To improve productivity, government agencies and departments need to:

  • Right-size the workforce – Simply cutting head count will not make an enterprise more efficient. A wider strategic view is required, allowing smarter decisions that retain critical skills, capability and capacity. This must be informed by employee assessment of resourcing needs and ongoing communication to keep ‘taking the pulse’ of the organisation. Gradual right-sizing by freezing recruitment and releasing poor performers will support a more targeted headcount reduction. Public sector organisations need to weigh operational trade-offs between functions and track the link between reducing numbers and productivity, stopping the reduction as soon as productivity improvements plateau out. Otherwise, costs will fall, but at the expense of productivity and performance.
    Most importantly, government organisations need to get their operating models right. If small government is the goal, then we need to be clear what the end game will look like. What are the appropriate models of ownership, contracting and delivery for different services? Clearly, one size won’t fit all?
  • Focus on the front line – the Pulse reveals that workers whose public-facing time is reduced may also experience falling productivity. 10% of workers with some form of public-facing role reported a reduction in public-facing time, and 28% of these workers reported a decline in their productivity.  30% of workers with a public-facing role reported an increase in public-facing time. This seems to be in line with Government’s stated intention to focus on front-line delivery. Certainly the evidence suggests that reducing public-facing workers’ back-office duties will help increase productivity.

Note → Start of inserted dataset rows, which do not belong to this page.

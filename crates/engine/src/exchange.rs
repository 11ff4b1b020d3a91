//! Wire exchange seam
//!
//! `send`/`receive` instructions issue their request during Phase 2
//! through this trait and expect the effect within the same scan; the
//! implementing protocol layer owns whatever buffering makes that
//! appear synchronous. A failed exchange is a defined outcome, never a
//! scan failure: the destination tag is left unchanged and the fault is
//! recorded in the scan report.

use thiserror::Error;

use relay_model::{HwAddress, Value};

/// Defined failure outcomes of a wire exchange.
#[derive(Debug, Clone, PartialEq, Eq, Error)]
pub enum ExchangeError {
    #[error("no exchange surface attached")]
    Disconnected,

    #[error("address not mapped: {0}")]
    Unmapped(HwAddress),

    #[error("exchange timed out at {0}")]
    Timeout(HwAddress),

    #[error("remote value kind not accepted at {0}")]
    KindMismatch(HwAddress),
}

/// Register-mapped read/write surface, blocking within one scan.
pub trait Exchange {
    fn read(&mut self, address: HwAddress) -> std::result::Result<Value, ExchangeError>;
    fn write(&mut self, address: HwAddress, value: Value) -> std::result::Result<(), ExchangeError>;
}

/// Exchange surface for programs with no wire instructions; every
/// request reports [`ExchangeError::Disconnected`].
#[derive(Debug, Default)]
pub struct NullExchange;

impl Exchange for NullExchange {
    fn read(&mut self, address: HwAddress) -> std::result::Result<Value, ExchangeError> {
        let _ = address;
        Err(ExchangeError::Disconnected)
    }

    fn write(&mut self, address: HwAddress, value: Value) -> std::result::Result<(), ExchangeError> {
        let _ = (address, value);
        Err(ExchangeError::Disconnected)
    }
}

  • Attract the right people – to the point about right-sizing, the push for small government makes it even more critical for public sector organisations to attract and retain the right talent. As departmental roles change dramatically to adopt very different operating models, skills gaps will emerge. For example, if government becomes a vehicle largely reliant on technology and innovation, new skills and capabilities will be required – at all levels. Rather than measuring satisfaction or retention, agencies would do better to identify and measure these skills gaps , to understand the skills required for each new role and then find people either with, or with the potential to readily acquire, those capabilities. Some of these people may already be within the organisation. The public sector needs to better understand its current skills to make the most of internal resources.

  • Use workforce analytics – this allows organisations to better understand where skills gaps lie and how talent management decisions feed into performance objectives. At the advanced end of the spectrum, companies are using predictive workforce analytics to forecast potential shortages or surpluses of talent.

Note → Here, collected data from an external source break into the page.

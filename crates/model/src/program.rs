//! Ladder program model
//!
//! A program is an ordered sequence of rungs. Each rung carries a
//! condition expression and an ordered body of elements; an element is
//! either an instruction or a nested branch at its textual position. A
//! branch is rung-like: its own condition, its own body.
//!
//! Condition composition (fixed here, executed in `relay-engine`):
//! for a node `N` with condition `C` and child branches `b1..bn`,
//! `alt(N) = C OR alt(b1) OR … OR alt(bn)`. Instructions in `N`'s own
//! body fire iff `ctx(N) AND alt(N)`; instructions in a branch `b` fire
//! iff `ctx(N) AND C AND alt(b)`. The series context `ctx` of a
//! top-level rung is true; for a branch it is the parent's context ANDed
//! with the parent's own condition.
//!
//! Every rung and branch owns a dense [`BodyId`] so the engine can
//! compute all fires flags in Phase 1 and look them up in Phase 2.

use std::fmt;

use serde::{Deserialize, Serialize};

use crate::address::HwAddress;
use crate::profile::TargetProfile;
use crate::tag::{TagId, TagSet};
use crate::value::Value;

/// Dense index of a rung or branch body. Allocated in pre-order during
/// construction; Phase-1 results are a `Vec<bool>` over this space.
#[derive(Debug, Clone, Copy, PartialEq, Eq, Hash, Serialize, Deserialize)]
pub struct BodyId(pub u32);

impl BodyId {
    pub fn index(self) -> usize {
        self.0 as usize
    }
}

impl fmt::Display for BodyId {
    fn fmt(&self, f: &mut fmt::Formatter<'_>) -> fmt::Result {
        write!(f, "body{}", self.0)
    }
}

/// Comparison operator in a condition expression.
#[derive(Debug, Clone, Copy, PartialEq, Eq, Serialize, Deserialize)]
pub enum CmpOp {
    Eq,
    Ne,
    Lt,
    Le,
    Gt,
    Ge,
}

/// Operand of a comparison or value write.
#[derive(Debug, Clone, PartialEq, Serialize, Deserialize)]
pub enum Operand {
    Tag(TagId),
    Const(Value),
}

/// Condition expression tree, evaluated in Phase 1 against the input
/// snapshot only.
#[derive(Debug, Clone, PartialEq, Serialize, Deserialize)]
pub enum Expr {
    /// Read a bool tag (examine-if-closed).
    Tag(TagId),
    /// Negation (examine-if-open).
    Not(Box<Expr>),
    /// True when all sub-expressions are true. Empty = true.
    All(Vec<Expr>),
    /// True when any sub-expression is true. Empty = false.
    Any(Vec<Expr>),
    /// Same-kind comparison of two operands.
    Cmp {
        op: CmpOp,
        lhs: Operand,
        rhs: Operand,
    },
}

impl Expr {
    /// Constant-true condition (an empty series path).
    pub fn always() -> Expr {
        Expr::All(Vec::new())
    }
}

/// Timer accumulation variant.
#[derive(Debug, Clone, Copy, PartialEq, Eq, Serialize, Deserialize)]
pub enum TimerKind {
    /// Accumulator clears whenever the condition is false.
    OnDelay,
    /// Accumulator holds while the condition is false; only an explicit
    /// reset clears it.
    Retentive,
}

/// Which transition of the rung condition a counter reacts to.
#[derive(Debug, Clone, Copy, PartialEq, Eq, Serialize, Deserialize)]
pub enum EdgeKind {
    Rising,
    Falling,
}

/// Count direction.
#[derive(Debug, Clone, Copy, PartialEq, Eq, Serialize, Deserialize)]
pub enum CountDirection {
    Up,
    Down,
}

/// A pure effect description over a target tag. The boolean "fires" flag
/// for the owning rung/branch body is computed in Phase 1 and supplied
/// by the engine in Phase 2.
#[derive(Debug, Clone, PartialEq, Serialize, Deserialize)]
pub enum Instruction {
    /// Non-sticky energize: tag follows fires every scan.
    Out { tag: TagId },
    /// Sticky set: latched and true once fired, until reset.
    Latch { tag: TagId },
    /// Clear the latch; also zeroes timer/counter bookkeeping on the tag.
    Reset { tag: TagId },
    /// One-shot value write: while fires, assign and mark pending. The
    /// value persists like any tag value; only the pending flag is
    /// cleared at the scan boundary.
    Write { tag: TagId, value: Operand },
    /// Elapsed-time accumulation against a preset, in target time-base
    /// counts at the target register width. Done bit on the tag.
    Timer {
        tag: TagId,
        preset: u64,
        kind: TimerKind,
    },
    /// Edge-counting against a preset at the target register width.
    /// Done bit on the tag.
    Counter {
        tag: TagId,
        preset: u64,
        edge: EdgeKind,
        direction: CountDirection,
    },
    /// Write the tag's value to a remote address over the wire surface,
    /// blocking within this scan.
    Send { tag: TagId, address: HwAddress },
    /// Read a remote address into the tag, blocking within this scan. On
    /// exchange failure the tag is left unchanged.
    Receive { tag: TagId, address: HwAddress },
}

impl Instruction {
    /// The tag this instruction targets.
    pub fn target(&self) -> TagId {
        match self {
            Instruction::Out { tag }
            | Instruction::Latch { tag }
            | Instruction::Reset { tag }
            | Instruction::Write { tag, .. }
            | Instruction::Timer { tag, .. }
            | Instruction::Counter { tag, .. }
            | Instruction::Send { tag, .. }
            | Instruction::Receive { tag, .. } => *tag,
        }
    }

    pub fn mnemonic(&self) -> &'static str {
        match self {
            Instruction::Out { .. } => "out",
            Instruction::Latch { .. } => "latch",
            Instruction::Reset { .. } => "reset",
            Instruction::Write { .. } => "write",
            Instruction::Timer { .. } => "timer",
            Instruction::Counter { .. } => "counter",
            Instruction::Send { .. } => "send",
            Instruction::Receive { .. } => "receive",
        }
    }
}

/// Body element: an instruction or a nested branch, in textual order.
#[derive(Debug, Clone, PartialEq, Serialize, Deserialize)]
pub enum Element {
    Instruction(Instruction),
    Branch(Branch),
}

/// A nested alternate condition ORed into its parent.
#[derive(Debug, Clone, PartialEq, Serialize, Deserialize)]
pub struct Branch {
    pub condition: Expr,
    pub body: BodyId,
    pub elements: Vec<Element>,
}

/// One rung: condition plus ordered body.
#[derive(Debug, Clone, PartialEq, Serialize, Deserialize)]
pub struct Rung {
    pub condition: Expr,
    pub body: BodyId,
    pub elements: Vec<Element>,
}

/// A validated, immutable ladder program.
///
/// Built once via [`crate::ProgramBuilder`]; execution never mutates it.
#[derive(Debug, Clone, Serialize, Deserialize)]
pub struct Program {
    tags: TagSet,
    rungs: Vec<Rung>,
    profile: TargetProfile,
    body_count: u32,
}

impl Program {
    pub(crate) fn new(
        tags: TagSet,
        rungs: Vec<Rung>,
        profile: TargetProfile,
        body_count: u32,
    ) -> Self {
        Self {
            tags,
            rungs,
            profile,
            body_count,
        }
    }

    pub fn tags(&self) -> &TagSet {
        &self.tags
    }

    pub fn rungs(&self) -> &[Rung] {
        &self.rungs
    }

    pub fn profile(&self) -> &TargetProfile {
        &self.profile
    }

    /// Number of condition bodies (rungs plus branches).
    pub fn body_count(&self) -> usize {
        self.body_count as usize
    }

    /// All instructions in source order, with their owning body.
    pub fn instructions(&self) -> impl Iterator<Item = (BodyId, &Instruction)> {
        fn walk<'a>(
            body: BodyId,
            elements: &'a [Element],
            out: &mut Vec<(BodyId, &'a Instruction)>,
        ) {
            for element in elements {
                match element {
                    Element::Instruction(instr) => out.push((body, instr)),
                    Element::Branch(branch) => walk(branch.body, &branch.elements, out),
                }
            }
        }
        let mut out = Vec::new();
        for rung in &self.rungs {
            walk(rung.body, &rung.elements, &mut out);
        }
        out.into_iter()
    }
}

  • Manage survivors – redundancies usually reduce the productivity of survivors through impacting trust, increasing stress, reducing job security and increasing cynicism. Tension between employees and management may increase, with managers becoming even less trusted than before. Often, turnover increases, as those who can find another job do so, to escape from a stressful work environment where morale is low.

    Despite the natural instincts of managers to keep a low profile, they need to be visible and accessible throughout the period of redundancy. Responsibility for driving productivity has to sit with managers and ultimately the organisations that support them to ensure the workforce practices motivate workers to perform at their personal best. This is an area agencies and departments should address immediately - managers must be equipped to make the case for change and support employees to adapt.

Like most organisations, public sector agencies grow over time, often failing to remove headcount even when roles are out-dated. Small government may be the future, but across the board redundancies are not the answer. They kill productivity and indiscriminately release valuable talent. The public sector needs a more strategic approach to create a skilled and productive workforce.